*What is needed:* In how many lines of the material below does the string "first" appear? Answer with a single number.

*Given records:*
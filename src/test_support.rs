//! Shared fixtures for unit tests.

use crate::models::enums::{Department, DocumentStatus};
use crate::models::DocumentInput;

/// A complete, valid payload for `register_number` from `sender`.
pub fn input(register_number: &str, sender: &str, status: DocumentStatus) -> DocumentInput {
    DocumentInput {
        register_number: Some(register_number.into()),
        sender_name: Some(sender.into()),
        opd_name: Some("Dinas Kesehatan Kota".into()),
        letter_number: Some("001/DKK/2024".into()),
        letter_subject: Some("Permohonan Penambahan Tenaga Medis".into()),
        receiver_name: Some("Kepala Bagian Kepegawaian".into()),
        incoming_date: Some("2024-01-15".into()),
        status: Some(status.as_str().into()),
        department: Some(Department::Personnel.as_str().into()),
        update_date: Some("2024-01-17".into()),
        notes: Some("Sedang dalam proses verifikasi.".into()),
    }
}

==

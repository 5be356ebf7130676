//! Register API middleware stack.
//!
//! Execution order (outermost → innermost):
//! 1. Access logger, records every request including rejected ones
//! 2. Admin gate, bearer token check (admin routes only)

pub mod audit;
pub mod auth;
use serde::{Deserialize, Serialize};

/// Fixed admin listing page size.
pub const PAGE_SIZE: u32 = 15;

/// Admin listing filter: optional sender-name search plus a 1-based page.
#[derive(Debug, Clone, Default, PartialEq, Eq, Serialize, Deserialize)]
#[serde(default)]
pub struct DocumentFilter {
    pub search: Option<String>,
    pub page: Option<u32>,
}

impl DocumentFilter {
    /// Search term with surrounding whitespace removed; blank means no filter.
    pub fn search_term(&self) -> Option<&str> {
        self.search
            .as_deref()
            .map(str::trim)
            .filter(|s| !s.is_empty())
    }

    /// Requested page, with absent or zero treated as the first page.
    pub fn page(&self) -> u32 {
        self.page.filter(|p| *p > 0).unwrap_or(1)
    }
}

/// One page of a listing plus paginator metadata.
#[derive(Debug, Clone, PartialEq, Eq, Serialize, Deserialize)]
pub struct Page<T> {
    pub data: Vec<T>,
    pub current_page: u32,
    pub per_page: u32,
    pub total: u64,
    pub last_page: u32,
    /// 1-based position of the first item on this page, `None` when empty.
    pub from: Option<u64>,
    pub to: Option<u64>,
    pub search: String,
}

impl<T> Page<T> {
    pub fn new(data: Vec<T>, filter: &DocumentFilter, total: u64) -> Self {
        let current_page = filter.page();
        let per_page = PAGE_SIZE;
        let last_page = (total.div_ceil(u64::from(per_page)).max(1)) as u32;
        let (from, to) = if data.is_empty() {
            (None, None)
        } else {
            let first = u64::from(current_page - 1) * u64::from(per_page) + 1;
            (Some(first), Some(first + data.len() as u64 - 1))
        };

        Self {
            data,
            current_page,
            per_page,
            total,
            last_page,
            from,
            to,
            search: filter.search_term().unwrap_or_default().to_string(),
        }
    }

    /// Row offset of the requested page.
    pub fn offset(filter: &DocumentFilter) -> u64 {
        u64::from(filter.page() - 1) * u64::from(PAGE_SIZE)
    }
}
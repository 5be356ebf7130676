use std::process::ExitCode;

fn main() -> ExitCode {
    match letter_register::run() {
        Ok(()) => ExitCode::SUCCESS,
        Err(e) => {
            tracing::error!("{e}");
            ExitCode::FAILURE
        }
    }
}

---

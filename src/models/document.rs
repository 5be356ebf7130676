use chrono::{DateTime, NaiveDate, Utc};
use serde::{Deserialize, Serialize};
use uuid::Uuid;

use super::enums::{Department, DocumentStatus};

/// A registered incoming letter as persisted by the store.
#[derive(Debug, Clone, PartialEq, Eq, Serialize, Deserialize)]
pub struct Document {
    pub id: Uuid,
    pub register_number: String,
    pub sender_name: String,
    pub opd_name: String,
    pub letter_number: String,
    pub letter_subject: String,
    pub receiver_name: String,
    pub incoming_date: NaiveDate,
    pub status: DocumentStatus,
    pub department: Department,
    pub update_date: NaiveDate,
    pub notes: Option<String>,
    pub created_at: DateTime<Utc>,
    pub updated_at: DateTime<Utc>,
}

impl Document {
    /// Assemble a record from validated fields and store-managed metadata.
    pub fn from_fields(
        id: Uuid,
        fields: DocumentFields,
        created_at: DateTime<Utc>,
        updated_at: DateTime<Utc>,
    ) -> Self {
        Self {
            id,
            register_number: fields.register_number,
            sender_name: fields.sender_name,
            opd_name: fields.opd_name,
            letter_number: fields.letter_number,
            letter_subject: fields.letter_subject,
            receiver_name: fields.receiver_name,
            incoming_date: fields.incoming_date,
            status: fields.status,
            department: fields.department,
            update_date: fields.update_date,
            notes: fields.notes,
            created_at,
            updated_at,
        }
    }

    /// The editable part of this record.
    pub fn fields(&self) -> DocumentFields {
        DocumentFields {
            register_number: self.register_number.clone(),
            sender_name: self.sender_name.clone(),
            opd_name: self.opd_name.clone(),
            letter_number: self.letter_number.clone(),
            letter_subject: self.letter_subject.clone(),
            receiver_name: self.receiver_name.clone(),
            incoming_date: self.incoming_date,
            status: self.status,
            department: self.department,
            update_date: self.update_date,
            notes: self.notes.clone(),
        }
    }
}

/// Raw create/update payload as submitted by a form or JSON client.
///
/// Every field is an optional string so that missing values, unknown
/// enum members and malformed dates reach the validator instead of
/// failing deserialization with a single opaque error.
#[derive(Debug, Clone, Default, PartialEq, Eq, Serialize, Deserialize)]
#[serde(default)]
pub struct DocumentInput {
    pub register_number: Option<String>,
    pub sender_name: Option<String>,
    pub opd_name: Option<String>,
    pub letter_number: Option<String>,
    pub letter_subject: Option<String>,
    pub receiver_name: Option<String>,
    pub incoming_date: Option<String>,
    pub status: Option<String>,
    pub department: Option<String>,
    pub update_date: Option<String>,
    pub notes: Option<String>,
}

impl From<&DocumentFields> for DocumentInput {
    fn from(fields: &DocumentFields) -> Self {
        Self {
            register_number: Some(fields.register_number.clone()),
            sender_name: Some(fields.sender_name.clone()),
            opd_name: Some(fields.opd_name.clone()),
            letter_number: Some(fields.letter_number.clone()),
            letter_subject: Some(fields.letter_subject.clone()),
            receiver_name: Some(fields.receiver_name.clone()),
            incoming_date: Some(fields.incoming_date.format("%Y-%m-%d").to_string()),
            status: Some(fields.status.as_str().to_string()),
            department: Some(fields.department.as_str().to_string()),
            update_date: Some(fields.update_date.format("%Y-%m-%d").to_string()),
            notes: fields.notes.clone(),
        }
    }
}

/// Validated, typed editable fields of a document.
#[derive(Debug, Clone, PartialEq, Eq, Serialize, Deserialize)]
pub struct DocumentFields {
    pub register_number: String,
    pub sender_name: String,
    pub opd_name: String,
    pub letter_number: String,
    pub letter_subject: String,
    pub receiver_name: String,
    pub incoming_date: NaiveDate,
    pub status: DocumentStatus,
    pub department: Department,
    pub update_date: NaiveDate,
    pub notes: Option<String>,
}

*Answer below:* 4